Carmel de Saint-Maur - Père Maurice Boisson
« Voilà c’que c’est, mon vieux Joseph,
d’avoir pris la plus jolie parmi les filles de Galilée, celle qu’on appelait
Marie ! Tu aurais pu prendre Sarah, ou Déborah, et rien ne serait arrivé, mais
tu as préféré Marie ! »
Ces
quelques lignes de la chanson de Moustaki – « Joseph » -, nous
mettent au cœur de l’Evangile d’aujourd’hui et de l’attente de Noël.
Qu’est-il
donc arrivé ? D’accueillir l’inattendu de Dieu dans une situation
difficile, douloureuse, pour Marie et Joseph : un projet de mariage
brutalement brisé.
En
voyant revenir Marie de chez sa vieille cousine en Judée, Joseph voit qu’elle
est bien enceinte ; il n’y est pour rien. Que faire ? Obéir à la loi
et renvoyer publiquement Marie ? C’est la solution en ce temps là, mais ce
n’est pas l’idée de Joseph. Il aime tant Marie. Joseph est bon. Comment peut-il
la livrer à la honte publique et aux jugements des hommes ? Non ! Il
décide de la renvoyer, mais en secret. C’était l’idée de Joseph dans la nuit de
sa souffrance.
« Tu
aurais pu, mon vieux Joseph, te séparer de Marie. »
Ce
n’était pas l’idée de Dieu. Ca aussi, ça nous rejoint : nos projets, nos
idées qui ne sont pas ceux de Dieu, on connaît !

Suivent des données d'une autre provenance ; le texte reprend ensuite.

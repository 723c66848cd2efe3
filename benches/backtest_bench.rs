//! Performance benchmarks for the backtester.
//!
//! Run with: cargo bench

use chrono::{NaiveDate, TimeZone, Utc};
use criterion::{black_box, criterion_group, criterion_main, BenchmarkId, Criterion};
use quant_backtester::analytics::compute;
use quant_backtester::data::{macd, rolling_mean, rsi, InMemorySource};
use quant_backtester::engine::run;
use quant_backtester::frame::SignalFrame;
use quant_backtester::pipeline::{run_batch, OutputOptions, RunRequest};
use quant_backtester::strategies::{MacdCrossover, RandomForestSignals, RsiThreshold, SmaCrossover};
use quant_backtester::strategy::{SignalGenerator, StrategyKind};
use quant_backtester::types::Bar;

/// Generate synthetic bars for benchmarking.
fn generate_bars(count: usize) -> Vec<Bar> {
    let mut price = 100.0;
    (0..count)
        .map(|i| {
            let noise = ((i as f64 * 0.7).sin() * 2.0 + (i as f64 * 1.3).cos()) * 0.5;
            price += 0.001 * price + noise;
            price = price.max(50.0);

            Bar::from_close(
                Utc.with_ymd_and_hms(2020, 1, 1, 0, 0, 0).unwrap()
                    + chrono::Duration::days(i as i64),
                price,
            )
        })
        .collect()
}

/// Benchmark indicator series.
fn bench_indicators(c: &mut Criterion) {
    let closes: Vec<f64> = generate_bars(1000).iter().map(|b| b.close).collect();

    let mut group = c.benchmark_group("indicators");

    for window in [10, 50, 200].iter() {
        group.bench_with_input(
            BenchmarkId::new("rolling_mean", window),
            window,
            |b, &window| b.iter(|| rolling_mean(black_box(&closes), window)),
        );
    }

    group.bench_function("rsi_14", |b| b.iter(|| rsi(black_box(&closes), 14)));

    group.bench_function("macd_12_26_9", |b| {
        b.iter(|| macd(black_box(&closes), 12, 26, 9))
    });

    group.finish();
}

/// Benchmark signal generation plus the engine.
fn bench_backtest(c: &mut Criterion) {
    let mut group = c.benchmark_group("backtest");

    for size in [252, 1000, 5000].iter() {
        let frame = SignalFrame::new(generate_bars(*size));

        group.bench_with_input(BenchmarkId::new("sma_crossover", size), &frame, |b, frame| {
            let strategy = SmaCrossover::new(10, 30).unwrap();
            b.iter(|| {
                let signals = strategy.generate(black_box(frame)).unwrap();
                run(&signals)
            })
        });
    }

    let frame = SignalFrame::new(generate_bars(1000));
    let start = NaiveDate::from_ymd_opt(2020, 1, 1).unwrap();
    let end = NaiveDate::from_ymd_opt(2022, 9, 27).unwrap();

    group.bench_function("rsi_strategy_1000", |b| {
        let strategy = RsiThreshold::default_params();
        b.iter(|| run(&strategy.generate(black_box(&frame)).unwrap()))
    });

    group.bench_function("macd_strategy_1000", |b| {
        let strategy = MacdCrossover::default_params();
        b.iter(|| run(&strategy.generate(black_box(&frame)).unwrap()))
    });

    let signals = SmaCrossover::new(10, 30).unwrap().generate(&frame).unwrap();
    let (series, curves) = run(&signals).unwrap();
    group.bench_function("metrics_1000", |b| {
        b.iter(|| compute(black_box(&series), black_box(&curves), start, end))
    });

    group.finish();
}

/// Benchmark the random forest strategy.
fn bench_random_forest(c: &mut Criterion) {
    let mut group = c.benchmark_group("random_forest");
    group.sample_size(10); // Fewer samples for slow benchmarks

    for trees in [10, 100].iter() {
        let frame = SignalFrame::new(generate_bars(1000));
        group.bench_with_input(BenchmarkId::new("fit_predict_1000", trees), trees, |b, &trees| {
            let strategy = RandomForestSignals::new(trees, 0.2).unwrap();
            b.iter(|| strategy.generate(black_box(&frame)))
        });
    }

    group.finish();
}

/// Benchmark a multi-ticker batch, sequential vs parallel.
fn bench_batch(c: &mut Criterion) {
    let mut group = c.benchmark_group("batch");
    group.sample_size(20);

    let tickers: Vec<String> = (0..16).map(|i| format!("T{:02}", i)).collect();
    let mut source = InMemorySource::new();
    for ticker in &tickers {
        source.insert(ticker.clone(), generate_bars(1000));
    }
    let request = RunRequest::new(
        tickers,
        StrategyKind::Sma,
        NaiveDate::from_ymd_opt(2020, 1, 1).unwrap(),
        NaiveDate::from_ymd_opt(2023, 1, 1).unwrap(),
    )
    .with_output(OutputOptions::none());

    for parallel in [false, true] {
        let request = request.clone().with_parallel(parallel);
        let name = if parallel { "parallel_16" } else { "sequential_16" };
        group.bench_function(name, |b| b.iter(|| run_batch(&source, black_box(&request))));
    }

    group.finish();
}

criterion_group!(
    benches,
    bench_indicators,
    bench_backtest,
    bench_random_forest,
    bench_batch,
);

criterion_main!(benches);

« Joseph, n’aie pas peur de prendre
chez toi Marie, ton épouse. »
(Matthieu 1,20)
Chez
toi, pas dans un appart du quartier, pour sauver la face ! Chez toi.
« L’enfant qui est engendré en elle
vient de l’Esprit Saint. » (Matthieu
1,20)
« Et c’est toi qui donnera le nom à
cet enfant : ‘Jésus - le Seigneur sauve ! » (Matthieu 1,21)
Il
revient au père de donner le nom à l’enfant. « Tu seras père
autrement. »
Il
n’y a pas que les paternités et les maternités du sang qui donnent la vie, qui
font grandir.
Joseph,
cet homme tout simple, avec son rabot, sa scie, son mètre et son marteau, n’est
pas un beau parleur : il est écoutant ; il écoute la voix intérieure,
comme il écoutait chanter sa varlope. Une présence intérieure à lui-même dans
sa conscience, exprimée par la parole de l’ange – porte-parole de Dieu la nuit.
Dieu
parle dans le secret de notre conscience, au plus profond de nous-mêmes, si
nous savons faire taire les bruits de fond et de l’autour. Dieu parle dans nos
situations les plus difficiles – c’est souvent là qu’il est.
« Eh
oui, tu aurais pu – mon vieux Joseph -, écouter le règlement, la loi, les
commérages, les habitudes, l’orgueil de ta réputation ; mais tu as préféré
écouter le discret murmure de ta conscience chuchoté par l’ange pendant ton
sommeil – la nuit porte conseil ! »
« Quand Joseph se réveilla – c’est la fin de cet Evangile -, il fit ce que l’ange du Seigneur lui avait
dit : il prit chez lui Marie, son épouse. » (Matthieu 1,24-25)
Sans
parole, il obéit – il écoute. Ca ne veut pas dire « sans sentiments et
sans questions ».
Joseph
change son idée, son projet de renvoyer Marie, pour s’ajuster à l’idée de
Dieu : un juste, un ajusté. Réaliser le projet de Dieu : devenir père
autrement, vivre avec Marie, accueillir l’enfant, le faire grandir, lui
apprendre un métier, et surtout, l’essentiel, lui apprendre ce qu’est un père
aimant.
Ce
n’est pas étonnant que Jésus parlera après, avec passion et amour, de son Père
du ciel. Il l’aura appris près de Joseph, ce qu’est un père -, comme il aura
appris près de Marie les premiers gestes et les premiers mots de la tendresse
dont il saura si bien faire profiter celles et ceux qu’il rencontrera.
La
présence de Dieu venu à Noël n’est pas dans les nuages mais au cœur même de nos
situations humaines. Ces jours, les lumières sont dans les rues, dans les vitrines,
dans les arbres, sur les façades des édifices et des maisons ; les
lumières sont au-dehors. Est-ce qu’elles sont aussi à l’intérieur ? dans
nos cœurs ? Sont-elles même dans nos impossibles humains, là où ce qui
paraît sans issue peut être déverrouillé ?
« Tu
aurais pu, mon vieux Joseph, cette nuit-là, mettre des boules Qiès à ta
conscience et à ton cœur. Apprends-nous ta bonté et ton écoute.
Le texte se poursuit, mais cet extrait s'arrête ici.